**HOW TO COMPLETE THIS TASK**
Your output should be every line below, copied exactly.

········

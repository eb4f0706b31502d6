// ── Suggestion request coordinator ──
//
// One coordinator per consumer (an add-item form, a detail screen).
// Tracks which category the consumer is currently looking at and drives
// a small phase machine for it. Results always land in the shared cache;
// the phase only advances when the completion still matches the
// category the consumer is on.

use std::sync::{Arc, Mutex, PoisonError};

use tokio::sync::watch;
use tracing::debug;

use super::cache::{Flight, SuggestionCache};
use crate::error::CoreError;
use crate::model::{CategoryId, SuggestionEntry};
use crate::remote::SuggestionSource;
use crate::stream::StateStream;

/// Phase of the consumer's current suggestion request.
#[derive(Debug, Clone, Default)]
pub enum SuggestionPhase {
    #[default]
    Idle,
    Loading,
    Loaded(Arc<SuggestionEntry>),
    Failed(Arc<CoreError>),
}

impl SuggestionPhase {
    pub fn is_loading(&self) -> bool {
        matches!(self, Self::Loading)
    }

    pub fn entry(&self) -> Option<&Arc<SuggestionEntry>> {
        match self {
            Self::Loaded(entry) => Some(entry),
            _ => None,
        }
    }
}

/// Per-consumer coordinator over the shared [`SuggestionCache`].
pub struct SuggestionCoordinator {
    cache: Arc<SuggestionCache>,
    source: Arc<dyn SuggestionSource>,
    current: Mutex<Option<CategoryId>>,
    phase: watch::Sender<SuggestionPhase>,
}

impl SuggestionCoordinator {
    pub fn new(cache: Arc<SuggestionCache>, source: Arc<dyn SuggestionSource>) -> Self {
        let (phase, _) = watch::channel(SuggestionPhase::Idle);
        Self {
            cache,
            source,
            current: Mutex::new(None),
            phase,
        }
    }

    // ── Reads ────────────────────────────────────────────────────────

    pub fn phase(&self) -> SuggestionPhase {
        self.phase.borrow().clone()
    }

    pub fn subscribe(&self) -> StateStream<SuggestionPhase> {
        StateStream::new(self.phase.subscribe())
    }

    /// Cached entry for a category, without touching the phase machine.
    pub fn cached(&self, category: CategoryId) -> Option<Arc<SuggestionEntry>> {
        self.cache.get(category)
    }

    // ── Requests ─────────────────────────────────────────────────────

    /// Resolve suggestions for `category`, serving from the cache when
    /// possible and collapsing concurrent fetches for the same category
    /// into one backend call.
    ///
    /// Switching categories retargets the coordinator: a completion for
    /// a category the consumer has since left still populates the cache
    /// but never overwrites the phase.
    pub async fn fetch_suggestions(
        &self,
        category: CategoryId,
    ) -> Result<Arc<SuggestionEntry>, Arc<CoreError>> {
        self.retarget(category);

        if let Some(entry) = self.cache.get(category) {
            self.publish(category, SuggestionPhase::Loaded(Arc::clone(&entry)));
            return Ok(entry);
        }

        self.publish(category, SuggestionPhase::Loading);
        match self.cache.claim(category) {
            Flight::Leader(guard) => {
                let outcome = match self.source.fetch_suggestions(category).await {
                    Ok(entry) => {
                        let entry = Arc::new(entry);
                        // Cache before releasing the flight so joiners
                        // and latecomers always hit.
                        self.cache.insert(Arc::clone(&entry));
                        Ok(entry)
                    }
                    Err(e) => Err(Arc::new(e)),
                };
                drop(guard);

                match &outcome {
                    Ok(entry) => {
                        self.publish(category, SuggestionPhase::Loaded(Arc::clone(entry)));
                    }
                    Err(e) => self.publish(category, SuggestionPhase::Failed(Arc::clone(e))),
                }
                outcome
            }
            Flight::Follower(mut completion) => {
                debug!(category = %category, "joining suggestion fetch in flight");
                while !*completion.borrow_and_update() {
                    if completion.changed().await.is_err() {
                        break;
                    }
                }
                match self.cache.get(category) {
                    Some(entry) => {
                        self.publish(category, SuggestionPhase::Loaded(Arc::clone(&entry)));
                        Ok(entry)
                    }
                    None => {
                        let err = Arc::new(CoreError::SuggestionUnavailable { category });
                        self.publish(category, SuggestionPhase::Failed(Arc::clone(&err)));
                        Err(err)
                    }
                }
            }
        }
    }

    /// Point the coordinator at a category, resetting the phase when it
    /// actually changes.
    fn retarget(&self, category: CategoryId) {
        let mut current = self
            .current
            .lock()
            .unwrap_or_else(PoisonError::into_inner);
        if *current != Some(category) {
            *current = Some(category);
            self.phase.send_replace(SuggestionPhase::Idle);
        }
    }

    fn publish(&self, category: CategoryId, phase: SuggestionPhase) {
        let current = self
            .current
            .lock()
            .unwrap_or_else(PoisonError::into_inner);
        if *current == Some(category) {
            self.phase.send_replace(phase);
        } else {
            debug!(category = %category, "dropping stale suggestion completion");
        }
    }
}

········

**ANSWER TO THE EXERCISE**
repository eb4f0706b31502d6
// ── Suggestion request coordinator ──
//
// One coordinator per consumer (an add-item form, a detail screen).
// Tracks which category the consumer is currently looking at and drives
// a small phase machine for it. Results always land in the shared cache;
// the phase only advances when the completion still matches the
// category the consumer is on.

use std::sync::{Arc, Mutex, PoisonError};

use tokio::sync::watch;
use tracing::debug;

use super::cache::{Flight, SuggestionCache};
use crate::error::CoreError;
use crate::model::{CategoryId, SuggestionEntry};
use crate::remote::SuggestionSource;
use crate::stream::StateStream;

/// Phase of the consumer's current suggestion request.
#[derive(Debug, Clone, Default)]
pub enum SuggestionPhase {
    #[default]
    Idle,
    Loading,
    Loaded(Arc<SuggestionEntry>),
    Failed(Arc<CoreError>),
}

impl SuggestionPhase {
    pub fn is_loading(&self) -> bool {
        matches!(self, Self::Loading)
    }

    pub fn entry(&self) -> Option<&Arc<SuggestionEntry>> {
        match self {
            Self::Loaded(entry) => Some(entry),
            _ => None,
        }
    }
}

/// Per-consumer coordinator over the shared [`SuggestionCache`].
pub struct SuggestionCoordinator {
    cache: Arc<SuggestionCache>,
    source: Arc<dyn SuggestionSource>,
    current: Mutex<Option<CategoryId>>,
    phase: watch::Sender<SuggestionPhase>,
}

impl SuggestionCoordinator {
    pub fn new(cache: Arc<SuggestionCache>, source: Arc<dyn SuggestionSource>) -> Self {
        let (phase, _) = watch::channel(SuggestionPhase::Idle);
        Self {
            cache,
            source,
            current: Mutex::new(None),
            phase,
        }
    }

    // ── Reads ────────────────────────────────────────────────────────

    pub fn phase(&self) -> SuggestionPhase {
        self.phase.borrow().clone()
    }

    pub fn subscribe(&self) -> StateStream<SuggestionPhase> {
        StateStream::new(self.phase.subscribe())
    }

    /// Cached entry for a category, without touching the phase machine.
    pub fn cached(&self, category: CategoryId) -> Option<Arc<SuggestionEntry>> {
        self.cache.get(category)
    }

    // ── Requests ─────────────────────────────────────────────────────

    /// Resolve suggestions for `category`, serving from the cache when
    /// possible and collapsing concurrent fetches for the same category
    /// into one backend call.
    ///
    /// Switching categories retargets the coordinator: a completion for
    /// a category the consumer has since left still populates the cache
    /// but never overwrites the phase.
    pub async fn fetch_suggestions(
        &self,
        category: CategoryId,
    ) -> Result<Arc<SuggestionEntry>, Arc<CoreError>> {
        self.retarget(category);

        if let Some(entry) = self.cache.get(category) {
            self.publish(category, SuggestionPhase::Loaded(Arc::clone(&entry)));
            return Ok(entry);
        }

        self.publish(category, SuggestionPhase::Loading);
        match self.cache.claim(category) {
            Flight::Leader(guard) => {
                let outcome = match self.source.fetch_suggestions(category).await {
                    Ok(entry) => {
                        let entry = Arc::new(entry);
                        // Cache before releasing the flight so joiners
                        // and latecomers always hit.
                        self.cache.insert(Arc::clone(&entry));
                        Ok(entry)
                    }
                    Err(e) => Err(Arc::new(e)),
                };
                drop(guard);

                match &outcome {
                    Ok(entry) => {
                        self.publish(category, SuggestionPhase::Loaded(Arc::clone(entry)));
                    }
                    Err(e) => self.publish(category, SuggestionPhase::Failed(Arc::clone(e))),
                }
                outcome
            }
            Flight::Follower(mut completion) => {
                debug!(category = %category, "joining suggestion fetch in flight");
                while !*completion.borrow_and_update() {
                    if completion.changed().await.is_err() {
                        break;
                    }
                }
                match self.cache.get(category) {
                    Some(entry) => {
                        self.publish(category, SuggestionPhase::Loaded(Arc::clone(&entry)));
                        Ok(entry)
                    }
                    None => {
                        let err = Arc::new(CoreError::SuggestionUnavailable { category });
                        self.publish(category, SuggestionPhase::Failed(Arc::clone(&err)));
                        Err(err)
                    }
                }
            }
        }
    }

    /// Point the coordinator at a category, resetting the phase when it
    /// actually changes.
    fn retarget(&self, category: CategoryId) {
        let mut current = self
            .current
            .lock()
            .unwrap_or_else(PoisonError::into_inner);
        if *current != Some(category) {
            *current = Some(category);
            self.phase.send_replace(SuggestionPhase::Idle);
        }
    }

    fn publish(&self, category: CategoryId, phase: SuggestionPhase) {
        let current = self
            .current
            .lock()
            .unwrap_or_else(PoisonError::into_inner);
        if *current == Some(category) {
            self.phase.send_replace(phase);
        } else {
            debug!(category = %category, "dropping stale suggestion completion");
        }
    }
}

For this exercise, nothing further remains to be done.